Br J Ophthalmol. 2003 Dec;87(12):1497-503. doi: 10.1136/bjo.87.12.1497.
To report 7 year results of ophthalmic plaque radiotherapy for exudative macular degeneration.
In a phase I clinical trial, 30 patients (31 eyes) were treated with ophthalmic plaque irradiation for subfoveal exudative macular degeneration. Radiation was delivered to a mean 2 mm from the inner sclera (range 1.2-2.4) prescription point calculated along the central axis of the plaque. The mean prescription dose was 17.62 Gy (range 12.5-24) delivered over 34 hours (range 18-65). Early Treatment Diabetic Retinopathy Study (ETDRS) type standardised visual acuity determinations, ophthalmic examinations, and angiography were performed before and after treatment. Clinical evaluations were performed in a non-randomised and unmasked fashion.
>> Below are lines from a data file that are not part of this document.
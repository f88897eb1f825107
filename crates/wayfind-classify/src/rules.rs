//! Deterministic rule-based classification.
//!
//! Keyword and regex matching over the lowercased query text. This stage is
//! the fallback when the LLM collaborator is unavailable (confidence 0.6)
//! and the trusted override when the sanity pass catches the LLM
//! contradicting an unambiguous textual cue (confidence 0.9).

use std::sync::LazyLock;

use regex::Regex;

use wayfind_core::categories::CategoryTable;
use wayfind_core::poi::PoiCategory;
use wayfind_core::query::{
    ClassificationSource, ClassifiedQuery, Destination, QueryEntities, QueryIntent,
};
use wayfind_core::TransportMode;

/// Confidence assigned when this stage runs as the LLM fallback.
pub const FALLBACK_CONFIDENCE: f64 = 0.6;

/// Confidence assigned when this stage overrides a contradicted LLM result.
pub const OVERRIDE_CONFIDENCE: f64 = 0.9;

static TIME_MIN_RE: LazyLock<Regex> = LazyLock::new(|| {
    Regex::new(r"(\d+)\s*(?:minutes?|mins?)\b").expect("time-minutes regex must compile")
});
static TIME_HOUR_RE: LazyLock<Regex> = LazyLock::new(|| {
    Regex::new(r"(\d+)\s*(?:hours?|hrs?)\b").expect("time-hours regex must compile")
});
static DESTINATION_RE: LazyLock<Regex> = LazyLock::new(|| {
    Regex::new(
        r"(?:on (?:the|my) way to|before going to|going to|heading to|way to|get to|to)\s+(.+?)(?:\s+(?:in|within)\s+\d+.*)?$",
    )
    .expect("destination regex must compile")
});

const ENROUTE_CUES: &[&str] = &[
    "on the way",
    "on my way",
    "en route",
    "enroute",
    "along the way",
    "before going",
    "before i get",
];

const FOLLOWUP_CUES: &[&str] = &[
    "what about",
    "how about",
    "which one",
    "the first one",
    "the second one",
    "any other",
    "more options",
];

const DIRECTIONS_CUES: &[&str] = &[
    "directions to",
    "route to",
    "navigate to",
    "how do i get to",
    "take me to",
];

const LOCATIVE_MARKERS: &[&str] = &["near", "close to", "around", "by"];

const NEAREST_CUES: &[&str] = &["nearest", "closest"];

/// Position of `needle` in `haystack` constrained to word boundaries.
///
/// Plain substring search with boundary checks — "near" does not match
/// inside "nearest" or "nearby".
#[must_use]
pub fn find_word(haystack: &str, needle: &str) -> Option<usize> {
    let mut start = 0;
    while let Some(rel) = haystack[start..].find(needle) {
        let abs = start + rel;
        let before_ok = !haystack[..abs]
            .chars()
            .next_back()
            .is_some_and(char::is_alphanumeric);
        let after_ok = !haystack[abs + needle.len()..]
            .chars()
            .next()
            .is_some_and(char::is_alphanumeric);
        if before_ok && after_ok {
            return Some(abs);
        }
        start = abs + needle.len().max(1);
    }
    None
}

fn first_cue(lower: &str, cues: &[&str]) -> Option<usize> {
    cues.iter().filter_map(|cue| find_word(lower, cue)).min()
}

/// Leftmost locative marker ("near", "close to", "around", "by"), if any.
#[must_use]
pub fn locative_marker_position(lower: &str) -> Option<usize> {
    first_cue(lower, LOCATIVE_MARKERS)
}

#[must_use]
pub fn has_enroute_cue(lower: &str) -> bool {
    first_cue(lower, ENROUTE_CUES).is_some()
}

/// `find_word` that also accepts a naive plural of the phrase.
fn find_phrase(haystack: &str, phrase: &str) -> Option<usize> {
    let exact = find_word(haystack, phrase);
    let plural = find_word(haystack, &format!("{phrase}s"));
    match (exact, plural) {
        (Some(a), Some(b)) => Some(a.min(b)),
        (a, b) => a.or(b),
    }
}

/// Leftmost text position of any phrase resolving to `category`.
///
/// Best-effort substring positioning: multi-word phrases and overlapping
/// synonyms can disagree with what the user meant, which is accepted.
#[must_use]
pub fn category_position(lower: &str, category: PoiCategory, table: &CategoryTable) -> Option<usize> {
    table
        .phrases()
        .filter(|&(_, c)| c == category)
        .filter_map(|(phrase, _)| find_phrase(lower, phrase))
        .min()
}

/// All categories mentioned in the text, leftmost occurrence first.
#[must_use]
pub fn categories_in_text(lower: &str, table: &CategoryTable) -> Vec<(usize, PoiCategory)> {
    let mut found: Vec<(usize, PoiCategory)> = PoiCategory::ALL
        .iter()
        .filter_map(|&c| category_position(lower, c, table).map(|pos| (pos, c)))
        .collect();
    found.sort_by_key(|&(pos, _)| pos);
    found
}

fn detect_transport(lower: &str) -> Option<TransportMode> {
    let groups: &[(&[&str], TransportMode)] = &[
        (&["walk", "walking", "on foot"], TransportMode::Walking),
        (&["drive", "driving", "car"], TransportMode::Driving),
        (
            &["bike", "biking", "cycle", "cycling", "bicycle"],
            TransportMode::Cycling,
        ),
        (
            &["bus", "train", "transit", "subway", "metro"],
            TransportMode::PublicTransport,
        ),
    ];
    groups
        .iter()
        .filter_map(|(words, mode)| first_cue(lower, words).map(|pos| (pos, *mode)))
        .min_by_key(|&(pos, _)| pos)
        .map(|(_, mode)| mode)
}

fn detect_time_constraint(lower: &str) -> Option<f64> {
    if let Some(caps) = TIME_MIN_RE.captures(lower) {
        return caps[1].parse::<f64>().ok();
    }
    if let Some(caps) = TIME_HOUR_RE.captures(lower) {
        return caps[1].parse::<f64>().ok().map(|h| h * 60.0);
    }
    None
}

/// Destination text after a travel cue, trimmed of trailing time phrases
/// and punctuation.
#[must_use]
pub fn extract_destination(lower: &str) -> Option<String> {
    let caps = DESTINATION_RE.captures(lower)?;
    let dest = caps[1].trim().trim_end_matches(['.', '!', '?', ',']).trim();
    if dest.is_empty() {
        return None;
    }
    Some(dest.to_string())
}

/// Classifies a query with keyword rules alone.
///
/// Always succeeds; queries with no recognizable signal come back as
/// `clarification`.
#[must_use]
pub fn rule_classify(text: &str, table: &CategoryTable) -> ClassifiedQuery {
    classify_with_confidence(text, table, FALLBACK_CONFIDENCE, ClassificationSource::RuleFallback)
}

/// Rule classification at override confidence, tagged as an override.
#[must_use]
pub fn rule_override(text: &str, table: &CategoryTable) -> ClassifiedQuery {
    classify_with_confidence(text, table, OVERRIDE_CONFIDENCE, ClassificationSource::RuleOverride)
}

fn classify_with_confidence(
    text: &str,
    table: &CategoryTable,
    confidence: f64,
    source: ClassificationSource,
) -> ClassifiedQuery {
    let lower = text.to_lowercase();

    let categories = categories_in_text(&lower, table);
    let transport = detect_transport(&lower);
    let time_constraint = detect_time_constraint(&lower);
    let cuisine = table.find_cuisine(&lower).map(ToOwned::to_owned);
    let marker = locative_marker_position(&lower);

    let primary = categories.first().map(|&(_, c)| c);
    let secondary = match (marker, categories.get(1)) {
        (Some(_), Some(&(_, c))) if Some(c) != primary => Some(c),
        _ => None,
    };

    let mut keywords: Vec<String> = Vec::new();
    for &(_, c) in &categories {
        keywords.push(c.as_str().to_string());
    }
    if let Some(c) = &cuisine {
        keywords.push(c.clone());
    }

    let destination = extract_destination(&lower);
    let enroute = has_enroute_cue(&lower) && destination.is_some();

    let (intent, reason) = if first_cue(&lower, FOLLOWUP_CUES).is_some() {
        (QueryIntent::FollowUp, "follow-up cue".to_string())
    } else if enroute {
        (
            QueryIntent::FindEnroute,
            "enroute cue with destination".to_string(),
        )
    } else if first_cue(&lower, DIRECTIONS_CUES).is_some() {
        (QueryIntent::GetDirections, "directions cue".to_string())
    } else if secondary.is_some() {
        (
            QueryIntent::FindNearPoi,
            "two categories with locative marker".to_string(),
        )
    } else if primary.is_some() && first_cue(&lower, NEAREST_CUES).is_some() {
        (QueryIntent::FindNearest, "nearest cue".to_string())
    } else if primary.is_some() && time_constraint.is_some() {
        (
            QueryIntent::FindWithinTime,
            "category with time constraint".to_string(),
        )
    } else if primary.is_some() {
        (QueryIntent::FindNearest, "category only".to_string())
    } else {
        (
            QueryIntent::Clarification,
            "no recognizable place-finding signal".to_string(),
        )
    };

    let entities = QueryEntities {
        primary_poi: primary,
        secondary_poi: secondary,
        transport,
        time_constraint_min: time_constraint,
        destination: if intent == QueryIntent::FindEnroute {
            destination.map(Destination::Text)
        } else {
            None
        },
        cuisine,
        keywords,
    };

    ClassifiedQuery::new(
        intent,
        entities,
        confidence,
        format!("rule engine: {reason}"),
        source,
    )
}

#[cfg(test)]
#[path = "rules_test.rs"]
mod tests;
//! HTTP clients for the POI-search and geocoding collaborators.
//!
//! POI search speaks the Overpass query language scoped to a bounding box;
//! geocoding speaks the Nominatim search API. Both normalize responses into
//! `wayfind-core` types and never leak wire shapes upward.

pub mod error;
pub mod geocode;
pub mod osm_tags;
pub mod poi_client;

pub use error::PlacesError;
pub use geocode::GeocodeClient;
pub use poi_client::{PoiClient, PoiSearch};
At 33.3 months (range 3-4), 17 of 31 (55%) eyes had lost 3 or more lines of vision on the ETDRS chart, five (16%) had improved 3 or more lines, and the remaining nine (29%) were within 2 lines of their pretreatment visual acuity measurement. Overall, 45% of patients were within or improved more than 2 lines of their initial visual acuity. Five eyes developed macular scars, eight developed subsequent neovascularisation or haemorrhage, and three progressed through therapy. Two patients were lost to follow up. The most common finding of patients followed for 6 or more months (n=18 of 29 (62%)) was regression or stabilisation of the exudative process. No radiation retinopathy, optic neuropathy, or cataracts could be attributed to irradiation.
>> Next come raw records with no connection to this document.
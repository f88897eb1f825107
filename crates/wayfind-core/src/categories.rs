//! POI category synonym table.
//!
//! Maps free-text tokens — brand names, colloquial phrases, cuisine words —
//! onto the closed [`PoiCategory`] taxonomy. A built-in table ships with the
//! binary; deployments can override it with a YAML file of the same shape.

use std::collections::HashSet;
use std::path::Path;

use serde::Deserialize;

use crate::config::ConfigError;
use crate::poi::PoiCategory;

/// Built-in synonym table. Tokens are lowercase; multi-word tokens are
/// matched as substrings of the lowercased query text.
const BUILTIN_TABLE: &str = r"
synonyms:
  - { token: coffee, category: cafe }
  - { token: coffee shop, category: cafe }
  - { token: coffee shops, category: cafe }
  - { token: espresso, category: cafe }
  - { token: starbucks, category: cafe }
  - { token: dunkin, category: cafe }
  - { token: food, category: restaurant }
  - { token: dinner, category: restaurant }
  - { token: lunch, category: restaurant }
  - { token: eat, category: restaurant }
  - { token: fast food, category: fast_food }
  - { token: burger, category: fast_food }
  - { token: mcdonald's, category: fast_food }
  - { token: mcdonalds, category: fast_food }
  - { token: taco bell, category: fast_food }
  - { token: drive-thru, category: fast_food }
  - { token: pub, category: bar }
  - { token: drinks, category: bar }
  - { token: beer, category: bar }
  - { token: grocery, category: supermarket }
  - { token: grocery store, category: supermarket }
  - { token: groceries, category: supermarket }
  - { token: walmart, category: supermarket }
  - { token: kroger, category: supermarket }
  - { token: drugstore, category: pharmacy }
  - { token: cvs, category: pharmacy }
  - { token: walgreens, category: pharmacy }
  - { token: er, category: hospital }
  - { token: emergency room, category: hospital }
  - { token: clinic, category: hospital }
  - { token: playground, category: park }
  - { token: green space, category: park }
  - { token: gas, category: fuel }
  - { token: gas station, category: fuel }
  - { token: petrol, category: fuel }
  - { token: shell, category: fuel }
  - { token: cash machine, category: atm }
  - { token: motel, category: hotel }
  - { token: place to stay, category: hotel }
  - { token: workout, category: gym }
  - { token: fitness, category: gym }
  - { token: movie theater, category: cinema }
  - { token: movies, category: cinema }
  - { token: park my car, category: parking }
  - { token: parking lot, category: parking }
cuisines:
  - italian
  - mexican
  - chinese
  - thai
  - indian
  - japanese
  - sushi
  - vietnamese
  - korean
  - greek
  - mediterranean
  - french
  - bbq
  - pizza
  - vegan
  - vegetarian
";

#[derive(Debug, Clone, Deserialize)]
pub struct SynonymEntry {
    pub token: String,
    pub category: PoiCategory,
}

#[derive(Debug, Clone, Deserialize)]
pub struct CategoryTable {
    synonyms: Vec<SynonymEntry>,
    cuisines: Vec<String>,
}

impl CategoryTable {
    /// The compiled-in default table.
    ///
    /// # Panics
    ///
    /// Panics if the embedded YAML is malformed — a build-time defect caught
    /// by the test suite, not a runtime condition.
    #[must_use]
    pub fn builtin() -> Self {
        serde_yaml::from_str(BUILTIN_TABLE).expect("builtin category table must parse")
    }

    /// Exact-token lookup against canonical category names and synonyms.
    #[must_use]
    pub fn category_for(&self, token: &str) -> Option<PoiCategory> {
        let token = token.to_lowercase();
        if let Ok(cat) = token.parse::<PoiCategory>() {
            return Some(cat);
        }
        self.synonyms
            .iter()
            .find(|s| s.token == token)
            .map(|s| s.category)
    }

    /// All matchable phrases: canonical names first, then synonyms.
    ///
    /// Canonical names come first so a direct category word ("cafe") wins a
    /// position tie against a synonym match at the same offset.
    pub fn phrases(&self) -> impl Iterator<Item = (&str, PoiCategory)> + '_ {
        PoiCategory::ALL
            .iter()
            .map(|c| (c.as_str(), *c))
            .chain(self.synonyms.iter().map(|s| (s.token.as_str(), s.category)))
    }

    #[must_use]
    pub fn cuisines(&self) -> &[String] {
        &self.cuisines
    }

    /// First cuisine word present in the lowercased text, if any.
    #[must_use]
    pub fn find_cuisine(&self, text: &str) -> Option<&str> {
        let lower = text.to_lowercase();
        self.cuisines
            .iter()
            .filter(|c| contains_word(&lower, c))
            .min_by_key(|c| lower.find(c.as_str()).unwrap_or(usize::MAX))
            .map(String::as_str)
    }
}

/// Substring match constrained to word boundaries on both sides.
fn contains_word(haystack: &str, needle: &str) -> bool {
    let mut start = 0;
    while let Some(pos) = haystack[start..].find(needle) {
        let abs = start + pos;
        let before_ok = abs == 0
            || !haystack[..abs]
                .chars()
                .next_back()
                .is_some_and(char::is_alphanumeric);
        let after_ok = !haystack[abs + needle.len()..]
            .chars()
            .next()
            .is_some_and(char::is_alphanumeric);
        if before_ok && after_ok {
            return true;
        }
        start = abs + needle.len().max(1);
    }
    false
}

/// Load a synonym table override from a YAML file.
///
/// # Errors
///
/// Returns `ConfigError` if the file cannot be read, parsed, or fails
/// validation (empty or duplicate tokens).
pub fn load_category_table(path: &Path) -> Result<CategoryTable, ConfigError> {
    let content = std::fs::read_to_string(path).map_err(|e| ConfigError::CategoryFileIo {
        path: path.display().to_string(),
        source: e,
    })?;

    let table: CategoryTable =
        serde_yaml::from_str(&content).map_err(ConfigError::CategoryFileParse)?;

    validate_table(&table)?;

    Ok(table)
}

fn validate_table(table: &CategoryTable) -> Result<(), ConfigError> {
    let mut seen = HashSet::new();
    for entry in &table.synonyms {
        let token = entry.token.trim();
        if token.is_empty() {
            return Err(ConfigError::Validation(
                "synonym token must be non-empty".to_string(),
            ));
        }
        if token != entry.token || token.to_lowercase() != entry.token {
            return Err(ConfigError::Validation(format!(
                "synonym token must be trimmed lowercase: '{}'",
                entry.token
            )));
        }
        if !seen.insert(entry.token.clone()) {
            return Err(ConfigError::Validation(format!(
                "duplicate synonym token: '{}'",
                entry.token
            )));
        }
    }
    Ok(())
}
Ophthalmic plaque radiation can be used to treat exudative macular degeneration. At the dose and dose rates employed, most patients experienced decreased exudation or stabilisation of their maculas. No sight limiting radiation complications were noted during 7 year follow up. Owing to the variable natural course of this disease, a prospective randomised clinical trial should be performed to evaluate the efficacy of plaque radiation therapy for exudative macular degeneration.
报告渗出性黄斑变性眼内敷贴放疗7年的结果。
在一项I期临床试验中,30例患者(31只眼)接受了针对黄斑中心凹下渗出性黄斑变性的眼内敷贴照射。辐射剂量沿敷贴器中心轴计算,从内巩膜平均2毫米处(范围1.2 - 2.4毫米)的处方点给予。平均处方剂量为17.62 Gy(范围12.5 - 24 Gy),在34小时内给予(范围18 - 65小时)。在治疗前后进行早期糖尿病性视网膜病变研究(ETDRS)类型的标准化视力测定、眼科检查和血管造影。临床评估以非随机、非盲法进行。
在33.3个月(范围3 - 4个月)时,31只眼中有17只(55%)在ETDRS视力表上视力下降3行或更多,5只(16%)视力提高3行或更多,其余9只(29%)与治疗前视力测量结果相差2行以内。总体而言,45%的患者视力在初始视力范围内或提高超过2行。5只眼出现黄斑瘢痕,8只眼随后出现新生血管或出血,3只眼在治疗过程中病情进展。2例患者失访。随访6个月或更长时间的患者中最常见的发现(29例中的18例(62%))是渗出过程的消退或稳定。没有辐射性视网膜病变、视神经病变或白内障可归因于照射。
眼内敷贴放疗可用于治疗渗出性黄斑变性。在所采用的剂量和剂量率下,大多数患者黄斑渗出减少或病情稳定。在7年随访期间未观察到导致视力受限的辐射并发症。由于该疾病自然病程的多变性,应进行前瞻性随机临床试验以评估敷贴放疗对渗出性黄斑变性的疗效。